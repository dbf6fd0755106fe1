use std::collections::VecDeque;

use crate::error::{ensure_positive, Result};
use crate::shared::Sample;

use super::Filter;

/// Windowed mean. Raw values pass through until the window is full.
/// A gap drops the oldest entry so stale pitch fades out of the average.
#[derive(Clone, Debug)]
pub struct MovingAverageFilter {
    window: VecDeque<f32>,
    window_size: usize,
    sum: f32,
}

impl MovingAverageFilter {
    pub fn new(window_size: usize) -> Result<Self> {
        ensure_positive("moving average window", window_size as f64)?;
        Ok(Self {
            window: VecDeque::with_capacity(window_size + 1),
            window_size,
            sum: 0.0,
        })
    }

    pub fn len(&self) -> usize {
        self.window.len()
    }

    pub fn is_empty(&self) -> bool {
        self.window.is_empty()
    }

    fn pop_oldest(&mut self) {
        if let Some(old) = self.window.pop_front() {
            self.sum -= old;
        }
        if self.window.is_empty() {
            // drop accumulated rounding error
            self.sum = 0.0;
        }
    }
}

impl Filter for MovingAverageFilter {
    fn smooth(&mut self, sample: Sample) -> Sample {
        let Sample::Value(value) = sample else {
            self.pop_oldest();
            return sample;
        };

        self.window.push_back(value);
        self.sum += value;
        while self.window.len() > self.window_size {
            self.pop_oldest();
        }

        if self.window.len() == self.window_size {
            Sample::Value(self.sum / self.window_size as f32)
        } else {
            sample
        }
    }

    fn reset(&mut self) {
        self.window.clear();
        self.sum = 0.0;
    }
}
----
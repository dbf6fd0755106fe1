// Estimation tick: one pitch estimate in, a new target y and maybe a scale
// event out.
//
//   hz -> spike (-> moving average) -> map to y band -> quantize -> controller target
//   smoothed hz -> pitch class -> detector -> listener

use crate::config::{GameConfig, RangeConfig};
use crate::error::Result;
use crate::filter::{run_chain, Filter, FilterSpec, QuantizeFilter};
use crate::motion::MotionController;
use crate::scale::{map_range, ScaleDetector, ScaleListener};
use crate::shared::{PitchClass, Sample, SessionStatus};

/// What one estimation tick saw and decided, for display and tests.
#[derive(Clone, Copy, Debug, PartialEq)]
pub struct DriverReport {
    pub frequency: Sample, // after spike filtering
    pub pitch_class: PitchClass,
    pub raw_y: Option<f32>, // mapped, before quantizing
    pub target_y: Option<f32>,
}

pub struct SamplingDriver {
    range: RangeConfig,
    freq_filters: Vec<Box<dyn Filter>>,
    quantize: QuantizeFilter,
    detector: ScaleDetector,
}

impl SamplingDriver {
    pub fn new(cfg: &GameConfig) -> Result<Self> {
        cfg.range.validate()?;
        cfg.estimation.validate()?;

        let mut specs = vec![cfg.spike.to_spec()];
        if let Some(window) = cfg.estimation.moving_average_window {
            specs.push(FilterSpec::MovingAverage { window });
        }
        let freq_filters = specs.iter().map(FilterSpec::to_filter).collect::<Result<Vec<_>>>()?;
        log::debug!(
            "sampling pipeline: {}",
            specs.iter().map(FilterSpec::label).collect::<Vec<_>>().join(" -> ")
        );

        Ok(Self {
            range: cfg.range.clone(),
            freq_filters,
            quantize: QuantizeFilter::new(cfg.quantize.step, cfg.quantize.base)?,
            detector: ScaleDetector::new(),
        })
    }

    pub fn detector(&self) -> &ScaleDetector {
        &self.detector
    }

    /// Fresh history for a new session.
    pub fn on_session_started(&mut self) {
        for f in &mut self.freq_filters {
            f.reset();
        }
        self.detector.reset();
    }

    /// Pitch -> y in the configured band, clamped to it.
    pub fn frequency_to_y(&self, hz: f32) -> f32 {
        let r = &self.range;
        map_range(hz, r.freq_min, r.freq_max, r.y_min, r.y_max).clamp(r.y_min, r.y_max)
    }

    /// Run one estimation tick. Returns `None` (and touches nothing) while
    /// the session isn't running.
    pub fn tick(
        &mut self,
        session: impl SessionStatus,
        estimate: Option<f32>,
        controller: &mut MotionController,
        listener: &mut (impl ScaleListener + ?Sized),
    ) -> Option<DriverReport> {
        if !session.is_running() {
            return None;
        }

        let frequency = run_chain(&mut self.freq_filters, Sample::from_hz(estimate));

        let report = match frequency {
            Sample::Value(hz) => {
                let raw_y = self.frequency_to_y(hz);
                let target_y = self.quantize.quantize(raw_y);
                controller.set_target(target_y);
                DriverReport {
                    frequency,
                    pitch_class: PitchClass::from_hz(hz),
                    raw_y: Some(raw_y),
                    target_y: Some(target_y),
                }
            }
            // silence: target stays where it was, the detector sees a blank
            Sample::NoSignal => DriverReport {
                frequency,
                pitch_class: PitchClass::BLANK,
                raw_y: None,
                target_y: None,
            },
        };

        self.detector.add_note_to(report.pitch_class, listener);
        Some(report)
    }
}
----
### WHAT TO WORK ON
Copy every line that contains "struct" from the listing above.

### RESPONSE FOR THIS EXERCISE
pub struct MovingAverageFilter {
pub struct DriverReport {
pub struct SamplingDriver {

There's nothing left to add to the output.